Q&A: Dr. Fernie Rodriguez aims to promote community for UW-Madison students

Dr. Fernie Rodriguez will be concluding their fifth week Friday as UW-Madison assistant vice chancellor for student affairs.

Originally from El Paso, Texas, Rodriguez left their hometown as a first-generation student at the University of Texas at Austin, seeing it as an opportunity to explore their queer identity.

After completing a master’s degree at New York University in higher education and student affairs administration, Rodriguez found themself unexpectedly at Carleton College in Northfield, Minnesota. They spent 13 years in Minnesota, completing their Ph.D. at the University of Minnesota-Twin Cities, focusing on masculinity among first-generation gay Latino men along the border.

At the University of Wisconsin-Madison, Rodriguez said they aim to provide support for all students, especially those in underrepresented communities.

This conversation has been edited for clarity and brevity.

As associate vice chancellor for student affairs, what specific programs and services do you lead to support student success, especially those focused on underrepresented student populations?

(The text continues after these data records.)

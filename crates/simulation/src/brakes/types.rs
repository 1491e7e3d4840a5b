use bitcode::{Decode, Encode};
use serde::{Deserialize, Serialize};

// =============================================================================
// Valve states
// =============================================================================

/// State shared by the triple valve, the EP holding valve and the engine
/// brake line.
#[derive(
    Debug, Clone, Copy, PartialEq, Eq, Hash, Default, Serialize, Deserialize, Encode, Decode,
)]
pub enum ValveState {
    #[default]
    Lap,
    Apply,
    Release,
    Emergency,
}

impl ValveState {
    pub fn to_i32(self) -> i32 {
        match self {
            Self::Lap => 0,
            Self::Apply => 1,
            Self::Release => 2,
            Self::Emergency => 3,
        }
    }

    pub fn from_i32(value: i32) -> Option<Self> {
        match value {
            0 => Some(Self::Lap),
            1 => Some(Self::Apply),
            2 => Some(Self::Release),
            3 => Some(Self::Emergency),
            _ => None,
        }
    }

    pub fn label(self) -> &'static str {
        match self {
            Self::Lap => "Lap",
            Self::Apply => "Apply",
            Self::Release => "Release",
            Self::Emergency => "Emergency",
        }
    }
}

// =============================================================================
// Retainers
// =============================================================================

#[derive(
    Debug, Clone, Copy, PartialEq, Eq, Hash, Default, Serialize, Deserialize, Encode, Decode,
)]
pub enum RetainerSetting {
    /// Exhaust: full release.
    #[default]
    Exhaust,
    HighPressure,
    LowPressure,
    SlowDirect,
}

impl RetainerSetting {
    pub fn to_i32(self) -> i32 {
        match self {
            Self::Exhaust => 0,
            Self::HighPressure => 1,
            Self::LowPressure => 2,
            Self::SlowDirect => 3,
        }
    }

    pub fn from_i32(value: i32) -> Option<Self> {
        match value {
            0 => Some(Self::Exhaust),
            1 => Some(Self::HighPressure),
            2 => Some(Self::LowPressure),
            3 => Some(Self::SlowDirect),
            _ => None,
        }
    }

    pub fn label(self) -> &'static str {
        match self {
            Self::Exhaust => "EX",
            Self::HighPressure => "HP",
            Self::LowPressure => "LP",
            Self::SlowDirect => "SD",
        }
    }
}

/// Cylinder pressure a retainer holds and the release rate it allows.
#[derive(Debug, Clone, Copy, PartialEq)]
pub struct RetainerEffect {
    pub threshold_psi: f32,
    pub release_rate_psi_s: f32,
}

/// Resolve a retainer setting for a car with `positions` retainer positions.
/// Cars without retainers ignore HP and LP; cars with three or fewer
/// positions have no low-pressure setting and treat it as high pressure.
pub fn retainer_effect(
    setting: RetainerSetting,
    positions: u8,
    max_release_rate_psi_s: f32,
) -> RetainerEffect {
    let setting = match setting {
        RetainerSetting::HighPressure | RetainerSetting::LowPressure if positions == 0 => {
            RetainerSetting::Exhaust
        }
        RetainerSetting::LowPressure if positions <= 3 => RetainerSetting::HighPressure,
        other => other,
    };
    match setting {
        RetainerSetting::Exhaust => RetainerEffect {
            threshold_psi: 0.0,
            release_rate_psi_s: max_release_rate_psi_s,
        },
        RetainerSetting::HighPressure => RetainerEffect {
            threshold_psi: 20.0,
            release_rate_psi_s: (50.0 - 20.0) / 90.0,
        },
        RetainerSetting::LowPressure => RetainerEffect {
            threshold_psi: 10.0,
            release_rate_psi_s: (50.0 - 10.0) / 60.0,
        },
        RetainerSetting::SlowDirect => RetainerEffect {
            threshold_psi: 0.0,
            release_rate_psi_s: (50.0 - 10.0) / 86.0,
        },
    }
}

// =============================================================================
// System variants
// =============================================================================

/// The three brake system variants. Each is a fixed combination of
/// [`BrakeCapabilities`]; per-car parameters may add a distributor,
/// an emergency reservoir and so on.
#[derive(
    Debug, Clone, Copy, PartialEq, Eq, Hash, Default, Serialize, Deserialize, Encode, Decode,
)]
pub enum BrakeSystemKind {
    #[default]
    SinglePipe,
    TwinPipe,
    ElectroPneumatic,
}

impl BrakeSystemKind {
    pub fn base_capabilities(self) -> BrakeCapabilities {
        match self {
            Self::SinglePipe => BrakeCapabilities::default(),
            Self::TwinPipe => BrakeCapabilities {
                two_pipes: true,
                ..Default::default()
            },
            Self::ElectroPneumatic => BrakeCapabilities {
                two_pipes: true,
                holding_valve: true,
                ..Default::default()
            },
        }
    }

    pub fn label(self) -> &'static str {
        match self {
            Self::SinglePipe => "1P",
            Self::TwinPipe => "2P",
            Self::ElectroPneumatic => "EP",
        }
    }
}

#[derive(
    Debug, Clone, Copy, PartialEq, Eq, Hash, Default, Serialize, Deserialize, Encode, Decode,
)]
pub struct BrakeCapabilities {
    /// Car carries a main reservoir pipe alongside the brake pipe.
    pub two_pipes: bool,
    /// Graduated release: the emergency reservoir doubles as a control
    /// reference and the cylinder only releases as far as the pipe recovers.
    pub distributor: bool,
    pub emergency_reservoir: bool,
    /// Electro-pneumatic holding valve.
    pub holding_valve: bool,
    pub handbrake: bool,
    /// Aux reservoir may not be charged from the main reservoir pipe.
    pub no_main_reservoir_aux_charging: bool,
}

impl BrakeCapabilities {
    /// Whether the release threshold follows the control reference.
    pub fn graduated_release(&self) -> bool {
        self.distributor || self.two_pipes
    }
}
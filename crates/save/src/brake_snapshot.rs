//! Brake snapshot of every train in the roster.
//!
//! Unlike a session save this does not recreate trains: it overwrites the air
//! state of trains that already exist, matched by id, so a scenario can be
//! rewound to a known brake condition.
//!
//! ```text
//! u32 train_count
//! train_count x (u32 train_id, train brake record)
//! ```

use std::path::Path;

use simulation::brakes::{put_u32, PersistError, StateReader};
use simulation::train::TrainRoster;

use crate::atomic_write::atomic_write;
use crate::file_header::{read_payload, wrap_with_header, SaveKind};
use crate::save_error::SaveError;

/// Encode the brake state of every train, in roster order.
pub fn encode_brake_snapshot(roster: &TrainRoster) -> Vec<u8> {
    let mut out = Vec::new();
    put_u32(&mut out, roster.trains.len() as u32);
    for train in &roster.trains {
        put_u32(&mut out, train.id);
        train.save_brake_state(&mut out);
    }
    out
}

/// Restore a snapshot into the roster. Every train named in the snapshot must
/// exist with the same car count; on any error the roster is left untouched.
pub fn restore_brake_snapshot(roster: &mut TrainRoster, bytes: &[u8]) -> Result<usize, PersistError> {
    let mut reader = StateReader::new(bytes);
    let count = reader.read_u32("train_count")? as usize;

    let mut restored = Vec::with_capacity(count);
    for _ in 0..count {
        let id = reader.read_u32("train_id")?;
        let mut train = roster
            .get(id)
            .cloned()
            .ok_or(PersistError::UnknownTrain(id))?;
        train.restore_brake_state(&mut reader)?;
        restored.push(train);
    }
    reader.finish()?;

    for train in restored {
        if let Some(slot) = roster.get_mut(train.id) {
            *slot = train;
        }
    }
    Ok(count)
}

/// Write a header-wrapped snapshot to `path`.
pub fn write_brake_snapshot(
    path: impl AsRef<Path>,
    roster: &TrainRoster,
    tick: u64,
) -> Result<usize, SaveError> {
    let payload = encode_brake_snapshot(roster);
    let bytes = wrap_with_header(&payload, SaveKind::BrakeSnapshot, tick, true);
    atomic_write(path, &bytes)?;
    Ok(bytes.len())
}

/// Read a snapshot file and restore it. Returns the tick it was taken at.
pub fn read_brake_snapshot(path: impl AsRef<Path>, roster: &mut TrainRoster) -> Result<u64, SaveError> {
    let bytes = std::fs::read(path)?;
    let (header, payload) = read_payload(&bytes, SaveKind::BrakeSnapshot)?;
    restore_brake_snapshot(roster, &payload)?;
    Ok(header.tick)
}

#[cfg(test)]
mod tests {
    use super::*;
    use simulation::brakes::ValveState;
    use simulation::test_harness::freight_consist;
    use simulation::train::ControllerPosition;

    fn roster_with(wagons: &[usize]) -> TrainRoster {
        let mut roster = TrainRoster::default();
        for (i, &n) in wagons.iter().enumerate() {
            roster.add(freight_consist(&format!("train {i}"), n));
        }
        roster
    }

    #[test]
    fn test_snapshot_restores_brake_state() {
        let mut roster = roster_with(&[3, 5]);
        let snapshot = encode_brake_snapshot(&roster);

        for train in &mut roster.trains {
            train.controller.position = ControllerPosition::Emergency;
            for car in &mut train.cars {
                car.brake.brake_pipe_psi = 0.0;
                car.brake.triple_valve = ValveState::Emergency;
            }
        }

        assert_eq!(restore_brake_snapshot(&mut roster, &snapshot), Ok(2));
        assert_eq!(encode_brake_snapshot(&roster), snapshot);
        assert!(roster.trains[1]
            .cars
            .iter()
            .all(|c| c.brake.triple_valve != ValveState::Emergency));
    }

    #[test]
    fn test_unknown_train_rejected_without_changes() {
        let source = roster_with(&[2, 2]);
        let snapshot = encode_brake_snapshot(&source);

        let mut target = roster_with(&[2]);
        target.trains[0].controller.equalizing_reservoir_psi = 55.0;
        let before = target.clone();

        assert_eq!(
            restore_brake_snapshot(&mut target, &snapshot),
            Err(PersistError::UnknownTrain(2))
        );
        assert_eq!(target, before);
    }

    #[test]
    fn test_consist_mismatch_rejected_without_changes() {
        let snapshot = encode_brake_snapshot(&roster_with(&[2, 4]));
        let mut target = roster_with(&[2, 3]);
        let before = target.clone();

        let err = restore_brake_snapshot(&mut target, &snapshot).unwrap_err();
        assert!(matches!(err, PersistError::ConsistMismatch { .. }), "{err}");
        assert_eq!(target, before);
    }

    #[test]
    fn test_trailing_bytes_rejected() {
        let mut roster = roster_with(&[1]);
        let mut snapshot = encode_brake_snapshot(&roster);
        snapshot.push(0);
        assert_eq!(
            restore_brake_snapshot(&mut roster, &snapshot),
            Err(PersistError::TrailingBytes(1))
        );
    }

    #[test]
    fn test_snapshot_file_round_trip() {
        let dir = std::env::temp_dir().join(format!("railbrake_snapshot_{}", std::process::id()));
        let path = dir.join("rewind.rbrk");
        let mut roster = roster_with(&[6]);
        let expected = encode_brake_snapshot(&roster);

        write_brake_snapshot(&path, &roster, 300).unwrap();
        roster.trains[0].cars[3].brake.aux_res_psi = 12.0;

        assert_eq!(read_brake_snapshot(&path, &mut roster).unwrap(), 300);
        assert_eq!(encode_brake_snapshot(&roster), expected);

        let _ = std::fs::remove_dir_all(&dir);
    }
}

I'm going to tell you the units that are under my leadership — the specific initiatives I'm going to table because I haven't been here long enough to say. So first, the Multicultural Student Center is under this identity and inclusion area. That includes the Black Cultural Center. It includes the Indigenous Student Center, it includes the Asian Pacific Islander Center, it includes the Latinx Center. I also have the privilege of supporting the Gender and Sexuality Campus Center, who are tasked with supporting our LGBTQIA+ student communities here on campus. 

I also get to work with veteran student services [and] the Office of Inclusion Education. And then the other exciting space that I'm able to support is our Center for Interfaith Dialogue. And of course, the McBurney Disability Resource Center, a huge apparatus that supports all students on campus to ensure that faculty have the resources that they need to make their classrooms accessible to our students. I will also be able to develop and implement in partnership with the community, first-generation student initiatives, programming and support.

How do you plan to integrate understanding of intersectional identities into your role to contribute to holistic student development?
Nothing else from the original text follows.